It’s Time to Get Uncomfortable

I remember feeling so uncomfortable the first time I went knocking on doors in a neighborhood that was distinctly different from my own. I’m a white Jewish woman living in the suburbs of Cleveland, so when I entered a poorer neighborhood in the inner city that was predominantly African-American and not Jewish, I was a little nervous. Would people even answer their doors?

I was participating in a listening campaign with a local community organizing group. We wanted to understand how people in this neighborhood had been impacted by the criminal justice system. We wanted to hear their stories so we better knew how to focus our efforts towards criminal justice reform. I was concerned about being the “other.” I was concerned that they might not be interested in speaking with some white woman from the suburbs who had no personal experience with the criminal justice system. I was concerned that they would think I couldn’t possibly understand their stories, their lives, and so why would they waste their time with me? Despite these concerns, I decided to participate and I was surprised by how I was received.

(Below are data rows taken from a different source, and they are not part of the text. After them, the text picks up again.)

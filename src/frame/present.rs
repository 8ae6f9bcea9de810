//! Composite of the present resource into the output surface, recorded after the last pass of a frame.

use anyhow::Result;
use ash::vk;

use crate::backend::Backend;
use crate::frame::command::{Command, CommandList, ImageBarrier};
use crate::frame::driver::RenderGraph;
use crate::graph::access::{is_hazard, AccessState, PipelineStage, PRESENT_SOURCE};
use crate::graph::hazard::{resolve_first_touch, BarrierPlan};
use crate::graph::resource::{ResourceId, ResourceType};

const SURFACE_BLIT_TARGET: AccessState = AccessState::new(
    PipelineStage::ALL_TRANSFER,
    vk::AccessFlags2::TRANSFER_WRITE,
    vk::ImageLayout::TRANSFER_DST_OPTIMAL,
);

const SURFACE_PRESENT: AccessState =
    AccessState::new(PipelineStage::NONE, vk::AccessFlags2::NONE, vk::ImageLayout::PRESENT_SRC_KHR);

fn surface_barrier(image: vk::Image, src: AccessState, dst: AccessState) -> ImageBarrier {
    ImageBarrier {
        resource: None,
        image,
        src,
        dst,
        aspect: vk::ImageAspectFlags::COLOR,
        mip_levels: 1,
        layers: 1,
    }
}

/// Blit `resource` into output surface image `output_image_index`, with the transitions needed to present it.
/// Returns the state the present resource is left in.
pub(crate) fn composite<B: Backend>(
    graph: &RenderGraph<B>,
    plan: &BarrierPlan,
    resource: ResourceId,
    frame_index: usize,
    output_image_index: u32,
    commands: &mut CommandList,
) -> Result<AccessState> {
    let physical = graph.physical.get(resource)?;
    let source = match plan.final_touch(resource) {
        Some(touch) => is_hazard(ResourceType::Image, &touch.state, &PRESENT_SOURCE).then_some(touch.state),
        None => resolve_first_touch(
            ResourceType::Image,
            physical.is_multiplied(),
            &physical.last_observed(frame_index),
            &PRESENT_SOURCE,
        ),
    };
    let surface = graph.backend.surface_image(output_image_index)?;

    let labels = cfg!(feature = "debug-markers") && graph.settings.debug_labels;
    if labels {
        commands.push(Command::BeginLabel {
            name: String::from("present"),
            color: [1.0, 1.0, 1.0, 1.0],
        });
    }

    let mut images = Vec::with_capacity(2);
    if let Some(src) = source {
        images.push(RenderGraph::<B>::image_barrier(physical, resource, frame_index, src, PRESENT_SOURCE)?);
    }
    images.push(surface_barrier(surface.image, AccessState::UNDEFINED, SURFACE_BLIT_TARGET));
    commands.push(Command::PipelineBarrier {
        images,
        buffers: vec![],
    });

    let extent = physical.extent();
    commands.push(Command::Blit {
        src: physical
            .image(frame_index)
            .ok_or_else(|| crate::Error::UnknownResource(physical.name().to_owned()))?,
        src_extent: vk::Extent2D {
            width: extent.width,
            height: extent.height,
        },
        dst: surface.image,
        dst_extent: surface.extent,
        filter: graph.settings.present_filter,
    });
    commands.push(Command::PipelineBarrier {
        images: vec![surface_barrier(surface.image, SURFACE_BLIT_TARGET, SURFACE_PRESENT)],
        buffers: vec![],
    });

    if labels {
        commands.push(Command::EndLabel);
    }
    Ok(PRESENT_SOURCE)
}
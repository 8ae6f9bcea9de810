//! Contexts handed to pass executors.

use anyhow::Result;
use ash::vk;

use crate::backend::Backend;
use crate::descriptor::layout::BindingSetLayout;
use crate::descriptor::manager::{BindingSetManager, SetMode};
use crate::descriptor::write::BindingWrite;
use crate::frame::command::{Command, CommandList};
use crate::graph::pass::{PassId, PassKind};
use crate::graph::physical_resource::PhysicalResources;
use crate::graph::resource::ResourceId;
use crate::graph::state::GraphState;
use crate::Error;

fn buffer_of(physical: &PhysicalResources, resource: ResourceId, frame: usize) -> Result<vk::Buffer> {
    let physical = physical.get(resource)?;
    physical
        .buffer(frame)
        .ok_or_else(|| Error::UnknownResource(format!("`{}` is not a buffer", physical.name())).into())
}

/// Context available to a pass while it records its work for a frame.
pub struct PassContext<'a> {
    pub(crate) frame_index: usize,
    pub(crate) pass: PassId,
    pub(crate) pass_name: &'a str,
    pub(crate) kind: PassKind,
    pub(crate) surface_extent: vk::Extent2D,
    pub(crate) commands: &'a mut CommandList,
    pub(crate) physical: &'a PhysicalResources,
    pub(crate) bindings: &'a BindingSetManager,
    pub(crate) state: &'a GraphState,
}

impl<'a> PassContext<'a> {
    /// Index of the frame in flight being recorded.
    pub fn frame_index(&self) -> usize {
        self.frame_index
    }

    /// Handle of the pass being recorded.
    pub fn pass(&self) -> PassId {
        self.pass
    }

    /// Name of the pass being recorded.
    pub fn pass_name(&self) -> &str {
        self.pass_name
    }

    /// Current size of the output surface.
    pub fn surface_extent(&self) -> vk::Extent2D {
        self.surface_extent
    }

    /// Current values of the conditional variables.
    pub fn state(&self) -> &GraphState {
        self.state
    }

    /// The view this pass uses for an image resource in the current frame.
    pub fn image_view(&self, resource: ResourceId) -> Result<vk::ImageView> {
        self.physical.view(self.pass, resource, self.frame_index)
    }

    /// The image backing a resource in the current frame.
    pub fn image(&self, resource: ResourceId) -> Result<vk::Image> {
        let physical = self.physical.get(resource)?;
        physical
            .image(self.frame_index)
            .ok_or_else(|| Error::UnknownResource(format!("`{}` is not an image", physical.name())).into())
    }

    /// The buffer backing a resource in the current frame.
    pub fn buffer(&self, resource: ResourceId) -> Result<vk::Buffer> {
        buffer_of(self.physical, resource, self.frame_index)
    }

    /// The physical binding set of a managed name in the current frame.
    pub fn binding_set(&self, name: &str) -> Result<vk::DescriptorSet> {
        self.bindings.set(name, self.frame_index)
    }

    /// Record a raw command.
    pub fn push(&mut self, command: Command) {
        self.commands.push(command);
    }

    /// Bind a pipeline at the bind point of this pass.
    pub fn bind_pipeline(&mut self, pipeline: vk::Pipeline) {
        self.commands.push(Command::BindPipeline {
            bind_point: self.kind.bind_point(),
            pipeline,
        });
    }

    /// Bind the current frame's physical set of a managed name at `index`.
    pub fn bind_binding_set(&mut self, layout: vk::PipelineLayout, index: u32, name: &str) -> Result<()> {
        let set = self.binding_set(name)?;
        self.commands.push(Command::BindBindingSet {
            bind_point: self.kind.bind_point(),
            layout,
            index,
            set,
        });
        Ok(())
    }

    /// Record a non-indexed draw.
    pub fn draw(&mut self, vertex_count: u32, instance_count: u32, first_vertex: u32, first_instance: u32) {
        self.commands.push(Command::Draw {
            vertex_count,
            instance_count,
            first_vertex,
            first_instance,
        });
    }

    /// Record a compute dispatch.
    pub fn dispatch(&mut self, x: u32, y: u32, z: u32) {
        self.commands.push(Command::Dispatch {
            x,
            y,
            z,
        });
    }
}

/// Context available to a pass during ahead-of-time compilation. Physical resources exist, binding sets are not
/// allocated yet, so this is where a pass manages its sets and declares their writes.
pub struct CompileContext<'a> {
    pub(crate) pass: PassId,
    pub(crate) pass_name: &'a str,
    pub(crate) surface_extent: vk::Extent2D,
    pub(crate) frames_in_flight: usize,
    pub(crate) physical: &'a PhysicalResources,
    pub(crate) bindings: &'a mut BindingSetManager,
    pub(crate) backend: &'a mut dyn Backend,
}

impl<'a> CompileContext<'a> {
    /// Handle of the pass being compiled.
    pub fn pass(&self) -> PassId {
        self.pass
    }

    /// Name of the pass being compiled.
    pub fn pass_name(&self) -> &str {
        self.pass_name
    }

    /// Size of the output surface at compile time.
    pub fn surface_extent(&self) -> vk::Extent2D {
        self.surface_extent
    }

    /// Number of frames in flight.
    pub fn frames_in_flight(&self) -> usize {
        self.frames_in_flight
    }

    /// Start managing a binding set, see [`BindingSetManager::manage()`].
    pub fn manage(&mut self, name: &str, layout: &BindingSetLayout, mode: SetMode) -> Result<vk::DescriptorSetLayout> {
        self.bindings.manage(&mut *self.backend, name, layout, mode)
    }

    /// Queue a write into a binding set, see [`BindingSetManager::update()`].
    pub fn update(&mut self, name: &str, write: BindingWrite) -> Result<()> {
        self.bindings.update(name, write)
    }

    /// The view this pass uses for an image resource in a frame slot.
    pub fn image_view(&self, resource: ResourceId, frame: usize) -> Result<vk::ImageView> {
        self.physical.view(self.pass, resource, frame)
    }

    /// The buffer backing a resource in a frame slot.
    pub fn buffer(&self, resource: ResourceId, frame: usize) -> Result<vk::Buffer> {
        buffer_of(self.physical, resource, frame)
    }
}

People are people. When we are willing to connect at a human level, we expand our understanding beyond our own limited perspective and experience. By making myself vulnerable and sharing some of my own stories, this human connection was possible. I no longer saw the people with whom I was speaking as the “other,” and they did not see me that way either.  We connected over our shared concern about injustice in our criminal justice system. They shared their stories with me, those of their own and of dear relatives. They opened my eyes and I’m grateful. This couldn’t have happened had I not been willing to get uncomfortable.

Jewish tradition obligates that we do not separate ourselves from the community (Pirke Avot 2:4). The reality is that the communities in the suburbs are affected by the communities in the inner cities, and the communities in the inner cities are impacted by the communities in the suburbs. We are inexorably connected. We are part of the same community.

Bryan Stevenson, the author of Just Mercy and founder and director of the Equal Justice Initiative, puts it another way. He urges us to get proximate and get uncomfortable. In order to do the hard work required of repairing our broken world and creating a more fair and just society for all people, we must be willing to get out of our comfort zones and interact with others, especially when it is inconvenient to do so. So get uncomfortable. Go out of your way to reach out to people who are different than you. Open your heart to hearing their stories and learning from their experiences. Be willing to share your own. This may feel difficult and awkward, but the potential reward is limitless.